Chostakovitch (1906-1975) est célébré comme le Beethoven du XXe siècle.
Le centenaire du compositeur russe ressemble a un vrai marathon tant ses oeuvres (les quinze symphonies, les quatre opéras, les trois ballets, une opérette, les six concertos, les quinze quatuors à cordes, sans compter les pièces de musique de chambre) sont jouées dans le monde entier.
Cette saison, treize villes programment les opéras du compositeur pour quelques cinquante représentations. A Paris où Irina, la veuve du compositeur, vit une partie de l'année, a été créée l'Association Internationale avec le Centre de Documentation de Musique Contemporaine « Dimitri Chostakovitch » dont l'objet est notamment de valoriser et de perpétuer son œuvre. Les manifestations parisiennes pour l'anniversaire du musicien culmineront avec les quatre concerts de l'Orchestre de Paris– les 15,16, 22 et 23 novembre – sous la direction de l'élève et de l'ami du maître russe, Mstislav Rostropovitch.

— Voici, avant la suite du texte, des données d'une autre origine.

// Protocol State Machine: timer/message dispatch, tree+mesh routing, repair.
//
// Grounded on `data_collection_tree.py`'s `SensorNode.on_receive`/`on_timer_fired` for
// discovery, registration and cluster-head formation, and on `repairing_network.py`'s
// `check_neighbors`/`repair`/`repair_all_orphan`/`repair_find_another_parent` for the
// repair variant. Every function here touches only the acting node's own state; the
// ability to broadcast, arm a timer, or append a trace row is reached entirely through
// the `NodeIo` port below, so this module stays testable without a kernel (the same
// split the teacher draws between its protocol traits and `SimulatedContext`).

use crate::address::{Address, CLUSTER_HEAD_NODE_ADDR};
use crate::allocator::AddressPool;
use crate::config::{Config, RepairingMethod};
use crate::error::ProtocolError;
use crate::neighbor::NeighborRecord;
use crate::node::{NodeState, HOP_COUNT_UNKNOWN};
use crate::packet::{MeshShareEntry, Packet, PacketBody, PathType};
use crate::role::Role;
use wsn_sim_kernel::base_types::{Duration, VirtualTime};

/// Everything a handler needs besides the acting node's own state.
pub trait NodeIo {
    fn now(&self) -> VirtualTime;
    fn config(&self) -> &Config;
    fn send(&mut self, from_gui: usize, packet: Packet);
    fn schedule_timer(&mut self, gui: usize, name: &'static str, delay: Duration);
    fn peer_distance(&self, from_gui: usize, to_gui: usize) -> f64;
    fn trace_route(
        &mut self,
        packet_type: &'static str,
        source: Option<Address>,
        current_node: Option<Address>,
        next_hop: Option<Address>,
        dest: Address,
        hop_count: u32,
        path_type: PathType,
    );
    fn trace_registration(&mut self, gui: usize, start: VirtualTime, registered: VirtualTime);
}

type HandlerResult = Result<(), ProtocolError>;

fn arm(node: &mut NodeState, io: &mut dyn NodeIo, gui: usize, name: &'static str, delay: Duration) {
    node.timers.arm(name);
    io.schedule_timer(gui, name, delay);
}

fn envelope(node: &NodeState, gui: usize, dest: Address, body: PacketBody) -> Packet {
    let mut pck = Packet::new(dest, body);
    pck.source = node.addr;
    pck.hop_count = Some(node.hop_count);
    pck.gui = Some(gui);
    pck
}

fn send_probe(node: &NodeState, io: &mut dyn NodeIo, gui: usize) {
    io.send(gui, envelope(node, gui, Address::BROADCAST, PacketBody::Probe));
}

fn send_heart_beat(node: &NodeState, io: &mut dyn NodeIo, gui: usize) {
    let body = PacketBody::HeartBeat {
        role: node.role,
        addr: node.addr,
        ch_addr: node.ch_addr,
    };
    io.send(gui, envelope(node, gui, Address::BROADCAST, body));
}

// --- Timer dispatch (§4.5.1) -----------------------------------------------------

/// Entry point invoked by the network orchestrator when a scheduled timer fires.
/// `EXPORT_CH_CSV`/`EXPORT_NEIGHBOR_CSV` need a whole-topology view and are handled
/// directly by the orchestrator instead of here.
pub fn on_timer_fired(
    node: &mut NodeState,
    io: &mut dyn NodeIo,
    gui: usize,
    name: &'static str,
) -> HandlerResult {
    if !node.timers.try_fire(name) {
        return Ok(());
    }
    match name {
        "ARRIVAL" => on_arrival(node, io, gui),
        "PROBE" => on_probe(node, io, gui),
        "JOIN_REQUEST" => on_join_request(node, io, gui),
        "HEART_BEAT" => on_heart_beat_timer(node, io, gui),
        "TABLE_SHARE" => on_table_share_timer(node, io, gui),
        "SENSOR" => on_sensor_timer(node, io, gui),
        "DEAD" => on_dead(node),
        "WAKEUP" => on_arrival(node, io, gui),
        _ => {}
    }
    Ok(())
}

fn on_arrival(node: &mut NodeState, io: &mut dyn NodeIo, gui: usize) {
    node.wake_up();
    node.wake_up_time = Some(io.now());
    node.probe_counter = 0;
    node.probe_threshold = 10;
    arm(node, io, gui, "PROBE", Duration::from_secs_f64(0.0));
}

fn on_probe(node: &mut NodeState, io: &mut dyn NodeIo, gui: usize) {
    node.probe_counter += 1;
    send_probe(node, io, gui);
    if node.probe_counter < node.probe_threshold {
        arm(node, io, gui, "PROBE", Duration::from_secs_f64(1.0));
    } else if node.is_root_eligible {
        become_root(node, io, gui);
    } else {
        let retry = io.config().sleep_mode_probe_time_interval;
        arm(node, io, gui, "PROBE", Duration::from_secs_f64(retry));
    }
}

fn on_join_request(node: &mut NodeState, io: &mut dyn NodeIo, gui: usize) {
    check_neighbors(node, io, gui);
    if node.role != Role::Unregistered {
        return;
    }
    if node.candidate_parents.is_empty() {
        become_unregistered(node, io, gui);
    } else {
        select_and_join(node, io, gui);
        let interval = io.config().join_request_time_interval;
        arm(node, io, gui, "JOIN_REQUEST", Duration::from_secs_f64(interval));
    }
}

fn on_heart_beat_timer(node: &mut NodeState, io: &mut dyn NodeIo, gui: usize) {
    check_neighbors(node, io, gui);
    if node.role.is_ch_or_root() || node.role == Role::Registered {
        send_heart_beat(node, io, gui);
        let interval = io.config().heart_beat_time_interval;
        arm(node, io, gui, "HEART_BEAT", Duration::from_secs_f64(interval));
    }
}

fn on_table_share_timer(node: &mut NodeState, io: &mut dyn NodeIo, gui: usize) {
    if node.role.is_ch_or_root() || node.role == Role::Registered {
        let mesh_hop_n = io.config().mesh_hop_n;
        let entries: Vec<MeshShareEntry> = node
            .neighbors
            .values()
            .filter(|rec| rec.neighbor_hop_count == mesh_hop_n)
            .filter_map(|rec| {
                rec.addr.map(|addr| MeshShareEntry {
                    gui: rec.gui,
                    addr,
                    neighbor_hop_count: rec.neighbor_hop_count,
                })
            })
            .collect();
        if !entries.is_empty() {
            let one_hop_dests: Vec<Address> = node
                .neighbors
                .values()
                .filter(|rec| rec.neighbor_hop_count == 1)
                .map(|rec| rec.source)
                .collect();
            for dest in one_hop_dests {
                let pck = envelope(
                    node,
                    gui,
                    dest,
                    PacketBody::TableShare {
                        entries: entries.clone(),
                    },
                );
                io.send(gui, pck);
            }
        }
    }
    let interval = io.config().table_share_interval;
    arm(node, io, gui, "TABLE_SHARE", Duration::from_secs_f64(interval));
}
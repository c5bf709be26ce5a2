use super::*;

#[test]
fn num_of_clusters_matches_reference_bit_math() {
    let config = Config::default();
    // bits_child = ceil(log2(253)) = 8, bits_cluster = 16 - 8 = 8, clusters = 255.
    assert_eq!(config.num_of_clusters(), 255);
}

#[test]
fn tx_range_for_known_power_level() {
    let config = Config::default();
    assert_eq!(config.tx_range_for("-10 dBm"), 50.0);
}

#[test]
fn tx_range_for_unknown_power_falls_back_to_default() {
    let config = Config::default();
    assert_eq!(config.tx_range_for("nonsense"), config.tx_range_for("0 dBm"));
}

#[test]
fn default_repairing_method_is_find_another_parent() {
    assert_eq!(Config::default().repairing_method, RepairingMethod::FindAnotherParent);
}
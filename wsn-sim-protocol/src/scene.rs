// Optional real-time plotter collaborator (§6). Behavioural contract only; the core
// never depends on a concrete renderer existing, matching the out-of-scope GUI note in
// the purpose/scope section.

use crate::address::Address;

pub trait Scene {
    fn node(&mut self, gui: usize, x: f64, y: f64) {
        let _ = (gui, x, y);
    }

    fn nodecolor(&mut self, gui: usize, r: f64, g: f64, b: f64) {
        let _ = (gui, r, g, b);
    }

    fn addlink(&mut self, a: Address, b: Address, style: &str) {
        let _ = (a, b, style);
    }

    fn dellink(&mut self, a: Address, b: Address) {
        let _ = (a, b);
    }

    fn circle(&mut self, id: usize, x: f64, y: f64, radius: f64) {
        let _ = (id, x, y, radius);
    }

    fn line(&mut self, id: usize, x1: f64, y1: f64, x2: f64, y2: f64) {
        let _ = (id, x1, y1, x2, y2);
    }

    fn delshape(&mut self, id: usize) {
        let _ = id;
    }

    fn set_time(&mut self, t: f64) {
        let _ = t;
    }
}

/// No-op collaborator for headless runs.
pub struct NullScene;

impl Scene for NullScene {}
// Configuration bundle, grounded on `wsnlab/source/config.py`. Field names follow the
// SCREAMING_SNAKE_CASE keys enumerated in the specification's external-interfaces
// section so a loaded JSON bundle reads the same as the Python source of truth.

use serde::{Deserialize, Serialize};
use std::collections::HashMap;

#[derive(Debug, Clone, Copy, Eq, PartialEq, Serialize, Deserialize)]
pub enum RepairingMethod {
    AllOrphan,
    FindAnotherParent,
}

impl Default for RepairingMethod {
    fn default() -> Self {
        RepairingMethod::FindAnotherParent
    }
}

#[derive(Debug, Clone, Serialize, Deserialize)]
#[serde(default)]
pub struct Config {
    pub node_tx_ranges: HashMap<String, f64>,
    pub node_default_tx_power: String,
    pub node_loss_chance: f64,
    pub total_bits: u32,
    pub num_of_children: u32,

    pub sim_node_count: usize,
    pub node_arrival_max: f64,
    pub seed: u64,

    pub heart_beat_time_interval: f64,
    pub join_request_time_interval: f64,
    pub sleep_mode_probe_time_interval: f64,
    pub data_interval: f64,
    pub mesh_hop_n: u32,
    pub table_share_interval: f64,
    pub repairing_method: RepairingMethod,
    pub export_ch_csv_interval: f64,
    pub export_neighbor_csv_interval: f64,

    /// Optional wall-clock pacing factor; `None`/`0.0` runs as fast as possible.
    pub sim_time_scale: Option<f64>,
}

impl Config {
    /// `NUM_OF_CLUSTERS = (1 << (TOTAL_BITS - ceil(log2(NUM_OF_CHILDREN)))) - 1`.
    pub fn num_of_clusters(&self) -> u32 {
        let bits_child = (self.num_of_children as f64).log2().ceil() as u32;
        let bits_cluster = self.total_bits - bits_child;
        (1u32 << bits_cluster) - 1
    }

    pub fn tx_range_for(&self, tx_power: &str) -> f64 {
        self.node_tx_ranges
            .get(tx_power)
            .copied()
            .unwrap_or_else(|| {
                self.node_tx_ranges
                    .get(&self.node_default_tx_power)
                    .copied()
                    .unwrap_or(100.0)
            })
    }
}

impl Default for Config {
    fn default() -> Self {
        let mut node_tx_ranges = HashMap::new();
        node_tx_ranges.insert("-25 dBm".to_string(), 5.0);
        node_tx_ranges.insert("-15 dBm".to_string(), 25.0);
        node_tx_ranges.insert("-10 dBm".to_string(), 50.0);
        node_tx_ranges.insert("-5 dBm".to_string(), 75.0);
        node_tx_ranges.insert("0 dBm".to_string(), 100.0);
        Config {
            node_tx_ranges,
            node_default_tx_power: "0 dBm".to_string(),
            node_loss_chance: 0.05,
            total_bits: 16,
            num_of_children: 253,

            sim_node_count: 100,
            node_arrival_max: 200.0,
            seed: 1,

            heart_beat_time_interval: 1.0,
            join_request_time_interval: 10.0,
            sleep_mode_probe_time_interval: 30.0,
            data_interval: 100.0,
            mesh_hop_n: 5,
            table_share_interval: 30.0,
            repairing_method: RepairingMethod::FindAnotherParent,
            export_ch_csv_interval: 10.0,
            export_neighbor_csv_interval: 10.0,

            sim_time_scale: None,
        }
    }
}

#[cfg(test)]
#[path = "unit_tests/config_tests.rs"]
mod config_tests;
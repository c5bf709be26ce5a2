// Copyright (c) Calibra Research
// SPDX-License-Identifier: Apache-2.0
//
// Append-only CSV row emitter. Grounded on the teacher's `bft-lib::data_writer::DataWriter`
// (`csv::Writer::from_path`, header written once) and on the `write_*_csv` functions in
// `wsnlab/data_collection_tree.py` / `repairing_network.py`, which open a fresh writer per
// export and always write the header row even when there is no data yet.

use serde::Serialize;
use std::fs;
use std::path::{Path, PathBuf};

use crate::base_types::Result;

/// Lazily-opened CSV writer for one trace file. The header row is written on first use;
/// subsequent rows are appended in the same process without reopening the file.
pub struct CsvAppendWriter {
    path: PathBuf,
    inner: Option<csv::Writer<fs::File>>,
}

impl CsvAppendWriter {
    pub fn new(path: impl Into<PathBuf>) -> Self {
        CsvAppendWriter {
            path: path.into(),
            inner: None,
        }
    }

    fn writer(&mut self) -> Result<&mut csv::Writer<fs::File>> {
        if self.inner.is_none() {
            if let Some(parent) = self.path.parent() {
                if !parent.as_os_str().is_empty() {
                    fs::create_dir_all(parent)?;
                }
            }
            self.inner = Some(csv::Writer::from_path(&self.path)?);
        }
        Ok(self.inner.as_mut().unwrap())
    }

    pub fn write_row<S: Serialize>(&mut self, row: &S) -> Result<()> {
        self.writer()?.serialize(row)?;
        self.writer()?.flush()?;
        Ok(())
    }

    /// (Re)creates the file with only the given header row, for exporters that must
    /// refresh an existing file even when there is currently no data (e.g.
    /// `clusterhead_distances.csv` with fewer than two live cluster heads).
    pub fn write_header_only(&mut self, headers: &[&str]) -> Result<()> {
        let mut w = csv::Writer::from_path(&self.path)?;
        w.write_record(headers)?;
        w.flush()?;
        self.inner = Some(w);
        Ok(())
    }

    pub fn path(&self) -> &Path {
        &self.path
    }
}

#[cfg(test)]
#[path = "unit_tests/trace_tests.rs"]
mod trace_tests;
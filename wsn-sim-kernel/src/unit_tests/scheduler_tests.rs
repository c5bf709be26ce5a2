// Copyright (c) Calibra Research
// SPDX-License-Identifier: Apache-2.0

use super::*;

#[test]
fn test_events_fire_in_deadline_order() {
    let mut sched: Scheduler<&'static str> = Scheduler::new();
    sched.schedule_after(Duration(10), "second");
    sched.schedule_after(Duration(5), "first");
    let (_, first) = sched.pop_next().unwrap();
    let (_, second) = sched.pop_next().unwrap();
    assert_eq!(first, "first");
    assert_eq!(second, "second");
}

#[test]
fn test_equal_deadlines_are_fifo() {
    let mut sched: Scheduler<u32> = Scheduler::new();
    sched.schedule_after(Duration(5), 1);
    sched.schedule_after(Duration(5), 2);
    sched.schedule_after(Duration(5), 3);
    assert_eq!(sched.pop_next().unwrap().1, 1);
    assert_eq!(sched.pop_next().unwrap().1, 2);
    assert_eq!(sched.pop_next().unwrap().1, 3);
}

#[test]
fn test_negative_delay_is_clamped_to_now() {
    let mut sched: Scheduler<&'static str> = Scheduler::new();
    sched.schedule_after(Duration(-100), "now");
    let (time, event) = sched.pop_next().unwrap();
    assert_eq!(time, VirtualTime::ZERO);
    assert_eq!(event, "now");
}

#[test]
fn test_clock_never_moves_backward() {
    let mut sched: Scheduler<u32> = Scheduler::new();
    sched.schedule_after(Duration(100), 1);
    let (t1, _) = sched.pop_next().unwrap();
    assert_eq!(t1, VirtualTime(100));
    // Scheduling something "in the past" relative to now must not rewind the clock.
    sched.schedule_at(VirtualTime(10), 2);
    let (t2, _) = sched.pop_next().unwrap();
    assert_eq!(t2, VirtualTime(100));
}
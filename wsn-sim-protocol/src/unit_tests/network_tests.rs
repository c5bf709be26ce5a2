use super::*;
use crate::config::Config;
use crate::role::Role;

#[test]
fn two_node_scenario_converges_to_root_and_registered_child() {
    let dir = TempDir::new("wsn_sim_network_two_node_test");
    let config = Config::default();
    let mut network = Network::new(
        config,
        vec![
            NodePlacement {
                position: (0.0, 0.0),
                tx_power: "0 dBm".to_string(),
                is_root_eligible: true,
            },
            NodePlacement {
                position: (30.0, 0.0),
                tx_power: "0 dBm".to_string(),
                is_root_eligible: false,
            },
        ],
        dir.as_path(),
    );

    network.run(VirtualTime(60 * 1_000_000), None).unwrap();

    assert_eq!(network.node(0).role, Role::Root);
    assert_eq!(network.node(1).role, Role::Registered);
    assert_eq!(network.node(1).ch_addr, Some(Address::new(0, 254)));
    assert_eq!(network.node(1).hop_count, 1);
}

#[test]
fn isolated_non_eligible_node_never_becomes_root() {
    let dir = TempDir::new("wsn_sim_network_isolated_test");
    let config = Config::default();
    let mut network = Network::new(
        config,
        vec![NodePlacement {
            position: (0.0, 0.0),
            tx_power: "0 dBm".to_string(),
            is_root_eligible: false,
        }],
        dir.as_path(),
    );

    network.run(VirtualTime(15 * 1_000_000), None).unwrap();

    assert_ne!(network.node(0).role, Role::Root);
}

struct TempDir(std::path::PathBuf);

impl TempDir {
    fn new(name: &str) -> Self {
        let mut path = std::env::temp_dir();
        path.push(format!("{}-{}", std::process::id(), name));
        std::fs::create_dir_all(&path).unwrap();
        TempDir(path)
    }

    fn as_path(&self) -> &std::path::Path {
        &self.0
    }
}

impl Drop for TempDir {
    fn drop(&mut self) {
        let _ = std::fs::remove_dir_all(&self.0);
    }
}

Notre confrère Victor Ignatov, journaliste à la Pensée russe et également correspondant à Paris pour la musique et la danse de chaînes de télévision et de radio russes, rentre de Russie où il a assisté à de nombreuses célébrations. Victor Ignatov a vu également une rareté, le ballet L'Âge d'Or.
Créé en 1924 au théâtre Kirov de Saint-Pétersbourg, ce ballet fortement critiqué par les autorités n'eut aucun succès. C'est seulement en 1982 que Youri Grigorovitch, directeur du BolchoÏ, le fit renaître avec difficulté. « Nous étions les premiers à oser monter un ballet de Chostakovitch car c'était interdit par le parti communiste, explique Grigorovitch. Après j'aurai bien aimé chorégraphier les trois ballets de Chostakovitch que j'avais connu et que j'admirais, mais j'ai du quitter le Bolchoï après trente ans car je n'étais pas d'accord avec la politique artistique de la nouvelle direction. Aujourd'hui, ce ballet retrouve une dynamique nouvelle à la fois grâce aux danseurs mais aussi à une chorégraphie qui épouse parfaitement la musique ».
Comment est considéré Chostakovitch en Russie aujourd'hui?
« Un génie. Ce qu'on préfère dans son oeuvre en Russie, ce sont les symphonies. Les plus populaires sont la Septième, dite Leningrad parce qu'achevée en 1941. Elle symbolise la résistance à l'envahisseur. On aime aussi la Treizième « Babi Yar », créée en 1962 à partir du poème d'Evtouchenko. Parmi les opéras les plus joués sont Lady Macbeth et Le Nez et ce que l'on aime encore, c'est l'opérette Moscou, quartier Tcheriomouchki que l'Opéra de Lyon a donnée voilà plusieurs saisons. Elle est considérée comme passionnante parce que c'est la politique et le pathétique russes à travers la musique. Chostakovitch est le miroir en musique de l'époque stalinienne en Union Soviétique dans toutes ses ambivalences. Il a raconté la vie quotidienne des russes à tous les genres de la symphonie à l'opérette, du jazz, à la musique de films ».
Ce 18 octobre, Irina Chostakovitch recevra les insignes d'Officier dans l'ordre des Arts et des Lettres dans les salons du Ministère de la Culture.